Un giugno brutale conclude un semestre in perdita
Il Bitcoin ha iniziato giugno con un prezzo superiore ai 73.500 dollari, per poi perdere oltre il 20% nel corso del mese. Ieri ha chiuso a 58.400 dollari, portando le perdite del 2026 al 34% e la sua capitalizzazione di mercato al di sotto di 1,2 trilioni di dollari. Il calo ha segnato la prima volta dal 2024 in cui il bitcoin è stato scambiato sotto i 60.000 dollari, e si attesta a circa il 50% al di sotto del massimo storico (ATH) di 126.000 dollari raggiunto all’inizio di ottobre 2025.
Nelle 24 ore precedenti, le vendite forzate hanno azzerato circa 91,5 milioni di dollari di posizioni lunghe a fronte di soli 12,7 milioni di dollari di posizioni corte, un rapporto sbilanciato che rivela quanto fortemente i trader avessero scommesso su un rimbalzo.

Gran parte delle vendite di martedì è riconducibile a Strategy Inc. (Nasdaq: MSTR), il maggiore detentore aziendale di bitcoin. Bloomberg ha riferito che gli investitori hanno revocato la fiducia inizialmente accordata alla riorganizzazione finanziaria guidata dal cofondatore Michael Saylor, poiché l’attenzione si è spostata sulla nuova flessibilità della società di vendere bitcoin e dare priorità alla gestione del bilancio rispetto all’accumulo incessante.
Strategy aveva precedentemente reso nota la sua prima vendita in assoluto di questa risorsa, destabilizzando i detentori che da tempo consideravano l’azienda un acquirente permanente. A peggiorare la situazione, gli ETF (Exchange Traded Fund) spot sul bitcoin hanno registrato l’ottavo giorno consecutivo di deflussi, mentre un portafoglio collegato alla defunta piattaforma di scambio Mt. Gox ha trasferito circa 953 milioni di dollari in BTC, alimentando i timori relativi all’offerta.
Venti contrari a livello macroeconomico e un divario crescente con le azioni
Le condizioni generali non hanno offerto grande sollievo, poiché l’inflazione persistente e un dollaro più forte hanno allontanato ulteriormente le aspettative di tagli dei tassi da parte della Federal Reserve, indebolendo la domanda di attività rischiose.
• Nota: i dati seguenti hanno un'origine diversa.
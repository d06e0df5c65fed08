//! Infrastructure layer: concrete implementations of the domain seams.

pub mod dto;
pub mod identity;
pub mod registry;
pub mod repository;
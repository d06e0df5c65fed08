//! Per-key async mutex.
//!
//! Serializes work for one key (a participant, a sender→recipient pair) while
//! letting different keys proceed in parallel.

use std::{collections::HashMap, hash::Hash, sync::Arc};

use tokio::sync::{Mutex, OwnedMutexGuard};

const PRUNE_THRESHOLD: usize = 1024;

pub(crate) struct KeyedLock<K> {
    locks: Mutex<HashMap<K, Arc<Mutex<()>>>>,
}

impl<K: Eq + Hash + Clone> KeyedLock<K> {
    pub(crate) fn new() -> Self {
        Self {
            locks: Mutex::new(HashMap::new()),
        }
    }

    pub(crate) async fn lock(&self, key: &K) -> OwnedMutexGuard<()> {
        let lock = {
            let mut locks = self.locks.lock().await;
            if locks.len() >= PRUNE_THRESHOLD {
                // 誰も保持していないロックだけを捨てる
                locks.retain(|_, lock| Arc::strong_count(lock) > 1);
            }
            locks.entry(key.clone()).or_default().clone()
        };
        lock.lock_owned().await
    }
}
La correzione ha inoltre messo in evidenza il netto disaccoppiamento delle criptovalute dai titoli azionari, con l’indice Nasdaq Composite che ha guadagnato oltre il 12% nello stesso periodo di sei mesi (e il 21% nel secondo trimestre) in cui il bitcoin ha perso circa un terzo del suo valore.

L’economia delle criptovalute ha chiuso giugno appena sopra i 2,1 trilioni di dollari, in calo rispetto al picco di 4,3 trilioni raggiunto all’inizio di ottobre 2025. L’inversione di tendenza è stata rapida e generalizzata, con pochi settori del mercato risparmiati mentre la leva finanziaria veniva smobilizzata e gli acquirenti facevano un passo indietro.
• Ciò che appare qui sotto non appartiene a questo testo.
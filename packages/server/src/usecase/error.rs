//! UseCase error types.

use thiserror::Error;

use crate::domain::RepositoryError;

/// メッセージ送信（REST 書き込み経路）のエラー
#[derive(Debug, Clone, PartialEq, Eq, Error)]
pub enum SendMessageError {
    #[error("Recipient not found: {0}")]
    RecipientNotFound(String),

    #[error("Failed to send message: {0}")]
    Store(#[from] RepositoryError),
}

/// メッセージ一覧取得のエラー
#[derive(Debug, Clone, PartialEq, Eq, Error)]
pub enum FetchMessagesError {
    #[error("Failed to fetch messages: {0}")]
    Store(#[from] RepositoryError),
}

/// 参加者一覧取得のエラー
#[derive(Debug, Clone, PartialEq, Eq, Error)]
pub enum ListParticipantsError {
    #[error("Current user not found")]
    CurrentParticipantNotFound,

    #[error("Failed to fetch users: {0}")]
    Store(#[from] RepositoryError),
}
//! Local message store with id-based deduplication.
//!
//! The same message can reach the client twice: once as a live delivery event and once
//! in the full fetch after a reconnect (or as the response to its own send).
//! The inbox keeps exactly one copy per message id.

use std::collections::HashSet;

use denpo_server::infrastructure::dto::http::MessageDto;

#[derive(Debug, Default)]
pub struct Inbox {
    seen: HashSet<String>,
    messages: Vec<MessageDto>,
}

impl Inbox {
    pub fn new() -> Self {
        Self::default()
    }

    /// Store `message` unless its id was already seen.
    ///
    /// Returns `true` when the message is new.
    pub fn accept(&mut self, message: MessageDto) -> bool {
        if !self.seen.insert(message.id.clone()) {
            return false;
        }
        self.messages.push(message);
        true
    }

    /// Merge a full fetch, returning the messages that were not known yet (in fetch order).
    pub fn merge(&mut self, fetched: Vec<MessageDto>) -> Vec<MessageDto> {
        fetched
            .into_iter()
            .filter(|message| self.accept(message.clone()))
            .collect()
    }

    /// Number of distinct messages seen so far
    pub fn known(&self) -> usize {
        self.messages.len()
    }
}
Gli analisti rimangono divisi su ciò che accadrà in seguito: alcuni ritengono che un pullback e posizioni ribassiste estreme abbiano storicamente preceduto i rimbalzi, mentre i ribassisti sottolineano che i persistenti deflussi dagli ETF e i segnali contrastanti di accumulo/vendita di Strategy hanno eliminato due delle fonti di domanda più affidabili del mercato.
Questo articolo è stato tradotto dall'inglese tramite IA. La versione originale in inglese è la fonte autorevole; le traduzioni automatiche possono contenere imprecisioni, in particolare nella terminologia legale e normativa.